Porque não utilizam as propaladas PPPs (Parcerias Público Privadas) para realizar os investimentos necessários? Ou será que dinheiro público (BNDES) só pode ser aplicado em portos dos países amigos, como Cuba por exemplo? Ou será que a contrapartida das grandes empreiteiras só pode beneficiar os partidos e seus dirigentes corruptos e nada mais? Ou será mesmo a falta de líderes competentes, inovadores e comprometidos com as causas de interesse público, como foram Loureiro da Silva, Thompson Flores e Guilherme Sociais Villela, que mudaram para melhor as feições de Porto Alegre?

Bem, seja qual for o motivo ou a razão, o certo é que não dá mais para tolerar tamanha falta de aptidão para o desenvolvimento e a prosperidade. Até parece que vivemos numa cidade que avança em slow motion. Tudo se arrasta. De obra de infraestrutura até a implantação de serviços. Além do que está faltando primor no zelo pela manutenção de nossos monumentos, viadutos, pontes, praças, parques, ruas e avenidas. Vejam a demora da reconstrução da parte do Mercado Público que foi incendiada em julho de 2013. Ou seja, nem o dever de casa está sendo bem feito.
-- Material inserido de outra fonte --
use crate::domain::Role;
use axum::extract::ws::Utf8Bytes;
use tokio::sync::{RwLock, mpsc};

/// One live connection tracked by the registry.
#[derive(Debug, Clone)]
pub struct ClientEntry {
    /// Process-unique id, strictly increasing, never reused.
    pub id: u64,
    /// Fixed for the connection's lifetime.
    pub role: Role,
    /// Best-effort originating address.
    pub identity: String,
    /// Unix-epoch seconds at connect time.
    pub joined_at: u64,
    /// Send queue draining into this connection's socket.
    pub outbound: mpsc::UnboundedSender<Utf8Bytes>,
}

/// Projection of a [`ClientEntry`] that is safe to hand to network-facing
/// serialization: everything except the transport handle.
#[derive(Debug, Clone)]
pub struct SanitizedClient {
    pub id: u64,
    pub identity: String,
    pub joined_at: u64,
    pub role: Role,
    /// Reserved; never populated today.
    pub status: Option<String>,
}

#[derive(Debug, Default)]
struct RegistryInner {
    next_id: u64,
    clients: Vec<ClientEntry>,
}

/// Registry of live connections. One lock guards the id counter and the entry
/// list, so every read sees a momentarily-consistent roster.
#[derive(Debug)]
pub struct ClientRegistry {
    inner: RwLock<RegistryInner>,
}

impl ClientRegistry {
    pub fn new() -> Self {
        Self {
            inner: RwLock::new(RegistryInner::default()),
        }
    }

    /// Registers a connection, assigning the next id, and returns the stored
    /// entry.
    pub async fn add(
        &self,
        role: Role,
        identity: String,
        joined_at: u64,
        outbound: mpsc::UnboundedSender<Utf8Bytes>,
    ) -> ClientEntry {
        let mut inner = self.inner.write().await;
        let id = inner.next_id;
        inner.next_id += 1;
        // Double registration would corrupt the roster; ids are assigned here,
        // so it can only happen through a registry bug.
        debug_assert!(
            inner.clients.iter().all(|client| client.id != id),
            "duplicate client id {id}"
        );
        let entry = ClientEntry {
            id,
            role,
            identity,
            joined_at,
            outbound,
        };
        inner.clients.push(entry.clone());
        entry
    }

    /// Removes the entry with the given id. Returns false when the entry was
    /// already gone, tolerating duplicate close notifications.
    pub async fn remove(&self, id: u64) -> bool {
        let mut inner = self.inner.write().await;
        let before = inner.clients.len();
        inner.clients.retain(|client| client.id != id);
        before != inner.clients.len()
    }

    /// Entries of one role, in join order.
    pub async fn list_by_role(&self, role: Role) -> Vec<ClientEntry> {
        self.inner
            .read()
            .await
            .clients
            .iter()
            .filter(|client| client.role == role)
            .cloned()
            .collect()
    }

    /// Every entry, in join order.
    pub async fn list_all(&self) -> Vec<ClientEntry> {
        self.inner.read().await.clients.clone()
    }

    /// Sanitized projections of every entry, in join order.
    pub async fn list_sanitized(&self) -> Vec<SanitizedClient> {
        self.inner
            .read()
            .await
            .clients
            .iter()
            .map(|client| SanitizedClient {
                id: client.id,
                identity: client.identity.clone(),
                joined_at: client.joined_at,
                role: client.role,
                status: None,
            })
            .collect()
    }
}

impl Default for ClientRegistry {
    fn default() -> Self {
        Self::new()
    }
}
Tudo isso me leva a crer que Porto Alegre está precisando de um gestor que tenha predisposição à iniciativa de empreender, realizar, executar e concluir. Que tenha pressa de melhoria. Que saiba governar o governo. Que pense e atue mais como cidadão e menos como político. Alguém que queira ser e fazer os outros felizes. Que ambicione morar e viver numa cidade realmente alegre.

Sergio Araujo é jornalista e publicitário.